He continued: “We had the main string line but then she would do the Hollywood bit, the things that string players do, and we were like, wow. It took it to the next level for us.”

Speaking on the Zoom recording process, Donovan said: “It was mental. We had to do a live feed from the studio. We were all sat in our living room listening like, ‘This sounds amazing.’ It was really weird, but it was class, though.”

Blossoms - Liverpool
Tom Ogden of Blossoms performing at the Sefton Park Pilot gig in Liverpool on May 2, 2021. Credit: Christopher Furlong/Getty Images.

The piano arrangement on ‘Care For’ was conceived in Ogden’s newly renovated first home with wife Katie Donovan (the pair tied the knot earlier this month). “I got a piano in our house when we moved in,” he explained. “We had a renovation so there was shit everywhere for a while but once we got a room sorted I put a piano in there.

“A lot of the songs on the last album, like ‘The Keeper’, were written on it, and now ‘Care For’, and that’s why it’s very piano driven.”

The song’s lyrics hear Ogden open up about how his wife helped change him for the better. “I was a jealous man, I’m my old self again/ I’ve got to learn something from my mistakes and now/ She only gets better, she’s beyond measure/ She is my dead centre,” he sings in the opening lines.

“It’s very direct,” Ogden said of the track. “It’s probably one of the only ones on the next record that is like that. The last record was like that, with declarations of love and all that kind of stuff. This new one was kinda following on from that. The lyrics on it are straight to bone. It’s just an honest love song.

“A lot of the time in the past I’ve stolen little lyrics from things I’ve been reading but this wasn’t like that. This was one of the ones that kinda just fell out.”

Blossoms‘Care For’ is set to appear on Blossoms’ next full-length album, although they were somewhat coy about the mysterious nature of its themes and release.

“I’m not sure what I can actually say,” Ogden told NME, before Donovan, laughing, jumped in and said: “Fuck it, it’s an album. No band just releases a random single. It’s usually followed by something.”

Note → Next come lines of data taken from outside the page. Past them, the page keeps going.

//! Typed TIFF tag values decoded from raw entry bytes.

use std::fmt;

use super::{
    Endian, TYPE_ASCII, TYPE_BYTE, TYPE_LONG, TYPE_RATIONAL, TYPE_SHORT, TYPE_SLONG,
    TYPE_SRATIONAL, TYPE_SSHORT, TYPE_UNDEFINED,
};

/// Unsigned rational: numerator / denominator.
#[derive(Debug, Clone, Copy, PartialEq, Eq)]
pub struct Rational {
    pub num: u32,
    pub den: u32,
}

impl fmt::Display for Rational {
    fn fmt(&self, f: &mut fmt::Formatter<'_>) -> fmt::Result {
        if self.den == 1 {
            write!(f, "{}", self.num)
        } else {
            write!(f, "{}/{}", self.num, self.den)
        }
    }
}

/// Signed rational: numerator / denominator.
#[derive(Debug, Clone, Copy, PartialEq, Eq)]
pub struct SRational {
    pub num: i32,
    pub den: i32,
}

impl fmt::Display for SRational {
    fn fmt(&self, f: &mut fmt::Formatter<'_>) -> fmt::Result {
        if self.den == 1 {
            write!(f, "{}", self.num)
        } else {
            write!(f, "{}/{}", self.num, self.den)
        }
    }
}

/// A decoded tag value.
///
/// Unknown type codes are preserved as raw bytes so a rewrite can carry
/// them through without understanding them.
#[derive(Debug, Clone, PartialEq)]
pub enum Value {
    Byte(Vec<u8>),
    /// ASCII text with trailing NULs stripped, decoded lossily.
    Ascii(String),
    Short(Vec<u16>),
    Long(Vec<u32>),
    Rational(Vec<Rational>),
    SShort(Vec<i16>),
    SLong(Vec<i32>),
    SRational(Vec<SRational>),
    Undefined(Vec<u8>),
    Unknown(u16, Vec<u8>),
}

impl Value {
    /// Decode raw entry bytes according to the declared type. The raw
    /// slice is already bounds-checked to `count * type_size` bytes.
    pub(crate) fn decode(type_code: u16, raw: &[u8], endian: Endian) -> Value {
        match type_code {
            TYPE_BYTE => Value::Byte(raw.to_vec()),
            TYPE_ASCII => {
                let text = raw.split(|&b| b == 0).next().unwrap_or(&[]);
                Value::Ascii(String::from_utf8_lossy(text).into_owned())
            }
            TYPE_SHORT => Value::Short(
                raw.chunks_exact(2)
                    .map(|c| endian.read_u16(c, 0).unwrap_or_default())
                    .collect(),
            ),
            TYPE_LONG => Value::Long(
                raw.chunks_exact(4)
                    .map(|c| endian.read_u32(c, 0).unwrap_or_default())
                    .collect(),
            ),
            TYPE_RATIONAL => Value::Rational(
                raw.chunks_exact(8)
                    .map(|c| Rational {
                        num: endian.read_u32(c, 0).unwrap_or_default(),
                        den: endian.read_u32(c, 4).unwrap_or_default(),
                    })
                    .collect(),
            ),
            TYPE_SSHORT => Value::SShort(
                raw.chunks_exact(2)
                    .map(|c| endian.read_u16(c, 0).unwrap_or_default() as i16)
                    .collect(),
            ),
            TYPE_SLONG => Value::SLong(
                raw.chunks_exact(4)
                    .map(|c| endian.read_u32(c, 0).unwrap_or_default() as i32)
                    .collect(),
            ),
            TYPE_SRATIONAL => Value::SRational(
                raw.chunks_exact(8)
                    .map(|c| SRational {
                        num: endian.read_u32(c, 0).unwrap_or_default() as i32,
                        den: endian.read_u32(c, 4).unwrap_or_default() as i32,
                    })
                    .collect(),
            ),
            TYPE_UNDEFINED => Value::Undefined(raw.to_vec()),
            other => Value::Unknown(other, raw.to_vec()),
        }
    }

    /// First element as an unsigned integer; `None` when the declared type
    /// is not an integer type or the value is empty or negative.
    pub fn as_u32(&self) -> Option<u32> {
        match self {
            Value::Byte(v) => v.first().map(|&b| u32::from(b)),
            Value::Short(v) => v.first().map(|&s| u32::from(s)),
            Value::Long(v) => v.first().copied(),
            Value::SShort(v) => v.first().and_then(|&s| u32::try_from(s).ok()),
            Value::SLong(v) => v.first().and_then(|&s| u32::try_from(s).ok()),
            _ => None,
        }
    }

    /// The text of an ASCII value.
    pub fn as_text(&self) -> Option<&str> {
        match self {
            Value::Ascii(s) => Some(s),
            _ => None,
        }
    }

    /// Render the value for a string-typed metadata field: ASCII text is
    /// trimmed, numeric values are stringified. `None` means the value has
    /// no sensible string form (undefined/unknown payloads).
    pub fn to_display(&self) -> Option<String> {
        fn join<T: fmt::Display>(items: &[T]) -> Option<String> {
            match items {
                [] => None,
                [only] => Some(only.to_string()),
                many => Some(
                    many.iter().map(|i| i.to_string()).collect::<Vec<_>>().join(" "),
                ),
            }
        }
        match self {
            Value::Ascii(s) => Some(s.trim().to_owned()),
            Value::Byte(v) => join(v),
            Value::Short(v) => join(v),
            Value::Long(v) => join(v),
            Value::Rational(v) => join(v),
            Value::SShort(v) => join(v),
            Value::SLong(v) => join(v),
            Value::SRational(v) => join(v),
            Value::Undefined(_) | Value::Unknown(..) => None,
        }
    }
}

“OK, we have done an album,” Ogden went on to admit, “we’re just working out the fine details.” Asked whether he had any idea when it might arrive, Ogden said it would “probably be next year”.

“I fucking hope so,” Donovan added. “I feel like we’ve been sitting on it for ages now. I purposely haven’t listened to [‘Care For’] in ages. I just try not to listen to your new stuff because by the time you come to actually playing it live you’re kinda bored of it and you’re onto the next.”

Blossoms are set to follow-up recent festival performances at Boardmasters and Tramlines with their rescheduled UK tour, which kicks off on August 30 at Bonus Arena in Hull, with support from The Magic Gang and The Lathums. They’ll also be supporting Courteeners at their upcoming homecoming gig at Old Trafford in Manchester along with Johnny Marr, Zuzu and The Big Moon on Saturday September 25.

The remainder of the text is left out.